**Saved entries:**

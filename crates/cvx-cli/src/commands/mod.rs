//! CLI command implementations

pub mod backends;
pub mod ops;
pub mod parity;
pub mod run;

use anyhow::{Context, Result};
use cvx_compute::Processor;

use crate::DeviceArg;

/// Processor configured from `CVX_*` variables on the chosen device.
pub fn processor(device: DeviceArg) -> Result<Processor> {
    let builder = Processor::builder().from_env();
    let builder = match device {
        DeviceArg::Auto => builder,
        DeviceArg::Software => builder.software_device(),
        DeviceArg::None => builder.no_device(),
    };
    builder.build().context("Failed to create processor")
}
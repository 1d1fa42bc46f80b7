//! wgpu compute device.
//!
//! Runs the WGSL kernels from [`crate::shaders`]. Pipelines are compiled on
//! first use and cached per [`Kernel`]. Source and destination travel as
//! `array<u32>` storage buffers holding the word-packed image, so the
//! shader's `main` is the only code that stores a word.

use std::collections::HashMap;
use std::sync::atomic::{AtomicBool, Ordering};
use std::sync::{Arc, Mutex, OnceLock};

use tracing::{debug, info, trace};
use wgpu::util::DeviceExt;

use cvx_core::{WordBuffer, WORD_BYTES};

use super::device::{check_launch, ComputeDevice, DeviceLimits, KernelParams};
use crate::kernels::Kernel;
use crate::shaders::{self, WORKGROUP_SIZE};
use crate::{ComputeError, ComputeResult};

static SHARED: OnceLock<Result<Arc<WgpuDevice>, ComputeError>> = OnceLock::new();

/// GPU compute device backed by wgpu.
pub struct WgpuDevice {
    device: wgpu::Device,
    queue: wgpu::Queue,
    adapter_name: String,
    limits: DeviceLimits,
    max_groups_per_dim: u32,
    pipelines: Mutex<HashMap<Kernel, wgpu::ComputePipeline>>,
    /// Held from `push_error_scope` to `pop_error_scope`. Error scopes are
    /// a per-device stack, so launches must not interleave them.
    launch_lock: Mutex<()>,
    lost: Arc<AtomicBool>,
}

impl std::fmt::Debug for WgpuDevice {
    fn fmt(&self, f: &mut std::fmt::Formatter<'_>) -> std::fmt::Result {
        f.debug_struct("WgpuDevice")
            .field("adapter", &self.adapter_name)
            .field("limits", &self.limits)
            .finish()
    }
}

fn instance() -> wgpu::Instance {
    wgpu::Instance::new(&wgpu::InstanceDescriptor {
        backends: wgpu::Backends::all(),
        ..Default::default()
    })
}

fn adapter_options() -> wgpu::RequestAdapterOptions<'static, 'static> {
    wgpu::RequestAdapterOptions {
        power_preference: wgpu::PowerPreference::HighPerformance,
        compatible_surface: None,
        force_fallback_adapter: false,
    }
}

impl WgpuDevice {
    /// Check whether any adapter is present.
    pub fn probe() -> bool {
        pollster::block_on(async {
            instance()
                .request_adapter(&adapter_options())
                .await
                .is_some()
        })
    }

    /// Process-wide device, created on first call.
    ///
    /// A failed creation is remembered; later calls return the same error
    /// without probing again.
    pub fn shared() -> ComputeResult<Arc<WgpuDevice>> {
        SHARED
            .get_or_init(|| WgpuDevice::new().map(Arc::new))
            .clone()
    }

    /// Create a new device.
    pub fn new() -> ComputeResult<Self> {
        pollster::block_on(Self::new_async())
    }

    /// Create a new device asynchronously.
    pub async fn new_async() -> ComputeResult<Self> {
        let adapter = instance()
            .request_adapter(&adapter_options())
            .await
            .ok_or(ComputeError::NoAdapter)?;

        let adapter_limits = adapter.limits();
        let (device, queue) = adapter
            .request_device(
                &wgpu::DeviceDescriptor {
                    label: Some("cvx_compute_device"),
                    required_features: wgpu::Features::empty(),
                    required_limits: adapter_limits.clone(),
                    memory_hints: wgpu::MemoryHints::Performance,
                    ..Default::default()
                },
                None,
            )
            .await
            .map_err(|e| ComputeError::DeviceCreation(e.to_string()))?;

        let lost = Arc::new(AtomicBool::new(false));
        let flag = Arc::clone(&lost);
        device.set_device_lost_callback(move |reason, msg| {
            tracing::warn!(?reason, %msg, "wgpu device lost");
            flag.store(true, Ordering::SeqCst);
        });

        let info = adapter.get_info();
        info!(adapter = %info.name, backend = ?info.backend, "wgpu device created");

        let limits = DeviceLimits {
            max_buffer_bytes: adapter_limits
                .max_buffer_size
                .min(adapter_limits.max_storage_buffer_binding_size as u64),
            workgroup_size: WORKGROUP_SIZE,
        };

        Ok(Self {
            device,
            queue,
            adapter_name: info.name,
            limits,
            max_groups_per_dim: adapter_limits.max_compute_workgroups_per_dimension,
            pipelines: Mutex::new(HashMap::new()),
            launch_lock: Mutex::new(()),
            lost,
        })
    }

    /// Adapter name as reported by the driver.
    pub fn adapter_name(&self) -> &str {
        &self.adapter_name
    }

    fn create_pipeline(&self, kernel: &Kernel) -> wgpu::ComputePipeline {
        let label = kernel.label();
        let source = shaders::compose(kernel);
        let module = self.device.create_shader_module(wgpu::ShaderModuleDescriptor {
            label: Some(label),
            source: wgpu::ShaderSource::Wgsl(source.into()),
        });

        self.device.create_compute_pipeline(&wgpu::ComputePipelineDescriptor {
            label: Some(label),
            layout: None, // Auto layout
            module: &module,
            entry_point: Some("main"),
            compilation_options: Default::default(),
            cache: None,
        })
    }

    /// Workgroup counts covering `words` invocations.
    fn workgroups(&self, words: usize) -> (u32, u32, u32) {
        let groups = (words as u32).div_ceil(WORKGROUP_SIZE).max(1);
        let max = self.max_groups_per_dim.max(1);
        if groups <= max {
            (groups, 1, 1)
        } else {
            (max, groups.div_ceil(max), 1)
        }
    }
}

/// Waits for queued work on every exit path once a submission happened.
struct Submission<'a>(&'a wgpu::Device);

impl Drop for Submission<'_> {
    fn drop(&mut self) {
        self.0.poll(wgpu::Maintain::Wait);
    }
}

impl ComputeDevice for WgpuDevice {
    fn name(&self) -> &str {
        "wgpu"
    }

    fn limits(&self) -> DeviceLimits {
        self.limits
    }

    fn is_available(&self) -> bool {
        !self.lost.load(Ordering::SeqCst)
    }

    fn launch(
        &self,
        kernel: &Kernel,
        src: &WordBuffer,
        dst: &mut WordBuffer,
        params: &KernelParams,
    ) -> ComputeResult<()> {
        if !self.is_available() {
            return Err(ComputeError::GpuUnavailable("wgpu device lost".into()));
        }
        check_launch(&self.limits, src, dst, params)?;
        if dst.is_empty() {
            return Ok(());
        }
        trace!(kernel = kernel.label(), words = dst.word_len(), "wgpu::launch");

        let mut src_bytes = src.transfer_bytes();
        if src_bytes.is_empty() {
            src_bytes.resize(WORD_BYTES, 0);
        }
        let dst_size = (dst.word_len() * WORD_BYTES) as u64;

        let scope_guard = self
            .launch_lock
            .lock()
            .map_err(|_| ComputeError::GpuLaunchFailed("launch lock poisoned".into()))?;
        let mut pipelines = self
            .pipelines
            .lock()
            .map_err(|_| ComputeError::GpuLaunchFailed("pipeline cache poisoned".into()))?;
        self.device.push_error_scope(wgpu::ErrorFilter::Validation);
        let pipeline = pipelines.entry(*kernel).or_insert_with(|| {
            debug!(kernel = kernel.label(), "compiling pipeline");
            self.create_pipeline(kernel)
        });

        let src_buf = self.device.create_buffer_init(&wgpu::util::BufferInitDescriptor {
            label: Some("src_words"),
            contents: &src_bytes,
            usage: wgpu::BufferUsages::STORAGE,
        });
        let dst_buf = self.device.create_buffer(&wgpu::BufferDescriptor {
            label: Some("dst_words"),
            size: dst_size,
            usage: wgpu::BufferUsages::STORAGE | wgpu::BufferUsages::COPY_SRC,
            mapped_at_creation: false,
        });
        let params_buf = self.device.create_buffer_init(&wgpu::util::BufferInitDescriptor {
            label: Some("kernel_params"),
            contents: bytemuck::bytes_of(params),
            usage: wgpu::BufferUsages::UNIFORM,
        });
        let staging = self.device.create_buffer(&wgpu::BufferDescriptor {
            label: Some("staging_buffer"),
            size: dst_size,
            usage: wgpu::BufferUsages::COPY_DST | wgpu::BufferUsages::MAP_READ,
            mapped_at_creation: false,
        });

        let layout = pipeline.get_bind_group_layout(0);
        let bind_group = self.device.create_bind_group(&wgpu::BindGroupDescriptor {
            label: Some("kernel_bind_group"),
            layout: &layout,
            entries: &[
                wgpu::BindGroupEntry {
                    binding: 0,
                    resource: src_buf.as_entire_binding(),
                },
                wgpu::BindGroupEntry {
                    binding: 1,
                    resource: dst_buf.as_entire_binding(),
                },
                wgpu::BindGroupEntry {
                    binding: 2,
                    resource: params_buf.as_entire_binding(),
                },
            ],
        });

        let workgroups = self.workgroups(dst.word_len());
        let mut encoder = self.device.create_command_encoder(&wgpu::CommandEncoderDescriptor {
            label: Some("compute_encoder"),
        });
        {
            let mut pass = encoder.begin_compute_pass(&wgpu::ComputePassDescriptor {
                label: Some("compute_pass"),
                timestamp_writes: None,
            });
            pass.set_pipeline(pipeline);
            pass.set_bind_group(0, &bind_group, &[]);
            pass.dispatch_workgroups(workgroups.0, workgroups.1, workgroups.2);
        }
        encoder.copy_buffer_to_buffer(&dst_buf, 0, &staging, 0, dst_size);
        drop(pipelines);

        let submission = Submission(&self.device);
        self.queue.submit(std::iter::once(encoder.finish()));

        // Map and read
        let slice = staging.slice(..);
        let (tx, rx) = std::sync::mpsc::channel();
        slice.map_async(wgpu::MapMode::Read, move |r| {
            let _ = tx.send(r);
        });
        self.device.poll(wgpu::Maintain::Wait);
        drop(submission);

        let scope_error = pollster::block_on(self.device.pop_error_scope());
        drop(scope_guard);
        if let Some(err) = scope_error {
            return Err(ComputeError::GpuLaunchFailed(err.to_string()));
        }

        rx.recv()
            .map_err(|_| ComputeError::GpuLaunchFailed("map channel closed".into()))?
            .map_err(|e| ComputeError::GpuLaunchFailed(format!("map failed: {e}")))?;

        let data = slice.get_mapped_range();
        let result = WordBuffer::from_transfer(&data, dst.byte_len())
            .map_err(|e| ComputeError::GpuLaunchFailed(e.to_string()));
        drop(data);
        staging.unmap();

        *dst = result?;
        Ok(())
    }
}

**TASK DESCRIPTION:** Search the entries above for the string "BufferInitDescriptor". Copy each line in which it appears.

**YOUR RESPONSE:**
        let src_buf = self.device.create_buffer_init(&wgpu::util::BufferInitDescriptor {
        let params_buf = self.device.create_buffer_init(&wgpu::util::BufferInitDescriptor {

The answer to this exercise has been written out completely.